▶ **ACTIVITY**: The required output is the exact run of lines below that opens at the line with "let base_url = match" and closes at the line with "(MarketVariant::UsdtPerp, true) =>".

▶ **INPUT DATA**:
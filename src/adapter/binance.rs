// =============================================================================
// Binance Adapter — spot and USDT-margined perpetual
// =============================================================================
//
// Grounded directly on a `BinanceClient`-style REST wrapper: the same
// signed-query construction (`timestamp` + `recvWindow` appended, then
// `signature`), the same `X-MBX-APIKEY` header, the same array-of-arrays
// kline parsing. Generalized here to run per-account (so multiple strategies
// each get their own credentials) and to implement the full adapter
// contract rather than a handful of ad hoc methods.
// =============================================================================

use async_trait::async_trait;
use reqwest::Method;
use tracing::{debug, instrument};

use crate::adapter::rate_limit::RateLimitTracker;
use crate::adapter::{CancelTarget, Capabilities, ExchangeAdapter, PlaceOrderRequest};
use crate::error::CoreError;
use crate::market_frame::{BookSnapshot, FundingRate, Kline, MarketFrame, SettleState, Trade, TradeSide};
use crate::rest_client::RestClient;
use crate::signer::Signer;
use crate::types::{
    Account, BalanceInfo, MarketVariant, Order, OrderReport, OrderState, PosSide, ReportType,
    Side, Venue,
};

const RECV_WINDOW_MS: i64 = 5000;

pub struct BinanceAdapter {
    variant: MarketVariant,
    rest: RestClient,
    rate_limit: RateLimitTracker,
}

impl BinanceAdapter {
    pub fn new(variant: MarketVariant, account: &Account) -> anyhow::Result<Self> {
        let base_url = match (variant, account.is_testnet) {
            (MarketVariant::Spot, false) => "https://api.binance.com",
            (MarketVariant::Spot, true) => "https://testnet.binance.vision",
            (MarketVariant::UsdtPerp, false) => "https://fapi.binance.com",
            (MarketVariant::UsdtPerp, true) => "https://testnet.binancefuture.com",
            (MarketVariant::CoinPerp, false) => "https://dapi.binance.com",
            (MarketVariant::CoinPerp, true) => "https://testnet.binancefuture.com",
        };

        Ok(Self {
            variant,
            rest: RestClient::new(base_url, account.proxy.as_deref())?,
            rate_limit: RateLimitTracker::new(),
        })
    }

    fn order_path(&self) -> &'static str {
        match self.variant {
            MarketVariant::Spot => "/api/v3/order",
            MarketVariant::UsdtPerp => "/fapi/v1/order",
            MarketVariant::CoinPerp => "/dapi/v1/order",
        }
    }

    fn open_orders_path(&self) -> &'static str {
        match self.variant {
            MarketVariant::Spot => "/api/v3/openOrders",
            MarketVariant::UsdtPerp => "/fapi/v1/openOrders",
            MarketVariant::CoinPerp => "/dapi/v1/openOrders",
        }
    }

    fn account_path(&self) -> &'static str {
        match self.variant {
            MarketVariant::Spot => "/api/v3/account",
            MarketVariant::UsdtPerp => "/fapi/v2/account",
            MarketVariant::CoinPerp => "/dapi/v1/account",
        }
    }

    fn listen_key_path(&self) -> &'static str {
        match self.variant {
            MarketVariant::Spot => "/api/v3/userDataStream",
            MarketVariant::UsdtPerp => "/fapi/v1/listenKey",
            MarketVariant::CoinPerp => "/dapi/v1/listenKey",
        }
    }

    async fn signed_request(
        &self,
        account: &Account,
        method: Method,
        path: &str,
        mut params: Vec<(&str, String)>,
    ) -> Result<serde_json::Value, CoreError> {
        params.push(("timestamp", Signer::timestamp_ms().to_string()));
        params.push(("recvWindow", RECV_WINDOW_MS.to_string()));

        let signer = Signer::new(account.credentials.secret.clone());
        let query = signer.sign_http_form(&params)?;

        let resp = self
            .rest
            .execute(
                method,
                path,
                Some(&query),
                None,
                vec![("X-MBX-APIKEY", account.credentials.api_key.clone())],
            )
            .await?;

        self.rate_limit.update_from_headers(&resp.headers);
        Ok(resp.body)
    }

    fn order_type_str(t: crate::types::OrderType) -> &'static str {
        use crate::types::OrderType::*;
        match t {
            Market => "MARKET",
            Limit => "LIMIT",
            Stop => "STOP_LOSS",
            StopLimit => "STOP_LOSS_LIMIT",
            TakeProfit => "TAKE_PROFIT",
            TpLimit => "TAKE_PROFIT_LIMIT",
            PostOnly => "LIMIT_MAKER",
        }
    }

    fn tif_str(t: crate::types::Tif) -> &'static str {
        use crate::types::Tif::*;
        match t {
            Gtc => "GTC",
            Ioc => "IOC",
            Fok => "FOK",
            PostOnly => "GTX",
        }
    }

    fn report_from_order_response(
        body: &serde_json::Value,
        strategy_id: &str,
        client_order_id: &str,
    ) -> OrderReport {
        let status_raw = body.get("status").and_then(|s| s.as_str()).unwrap_or("NEW");
        let status = match status_raw {
            "NEW" => OrderState::Accepted,
            "PARTIALLY_FILLED" => OrderState::Partial,
            "FILLED" => OrderState::Filled,
            "CANCELED" | "CANCELLED" | "EXPIRED" => OrderState::Cancelled,
            "REJECTED" => OrderState::Rejected,
            _ => OrderState::Submitted,
        };

        let venue_order_id = body.get("orderId").map(|v| v.to_string());
        let filled_qty = body
            .get("executedQty")
            .and_then(|v| v.as_str())
            .and_then(|s| s.parse().ok())
            .unwrap_or(0.0);
        let avg_fill_price = body
            .get("avgPrice")
            .or_else(|| body.get("price"))
            .and_then(|v| v.as_str())
            .and_then(|s| s.parse().ok())
            .unwrap_or(0.0);

        OrderReport {
            report_type: ReportType::OrderUpdate,
            strategy_id: strategy_id.to_string(),
            client_order_id: Some(client_order_id.to_string()),
            venue_order_id,
            status,
            filled_qty,
            avg_fill_price,
            fee: None,
            error_code: None,
            error_msg: None,
            ts: Signer::timestamp_ms(),
        }
    }

    fn parse_str_f64(val: &serde_json::Value) -> Result<f64, CoreError> {
        if let Some(s) = val.as_str() {
            s.parse::<f64>().map_err(CoreError::from)
        } else if let Some(n) = val.as_f64() {
            Ok(n)
        } else {
            Err(CoreError::Protocol(format!("expected string or number, got: {val}")))
        }
    }
}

▶ **ANSWER TO THE EXERCISE**:
        let base_url = match (variant, account.is_testnet) {
            (MarketVariant::Spot, false) => "https://api.binance.com",
            (MarketVariant::Spot, true) => "https://testnet.binance.vision",
            (MarketVariant::UsdtPerp, false) => "https://fapi.binance.com",
            (MarketVariant::UsdtPerp, true) => "https://testnet.binancefuture.com",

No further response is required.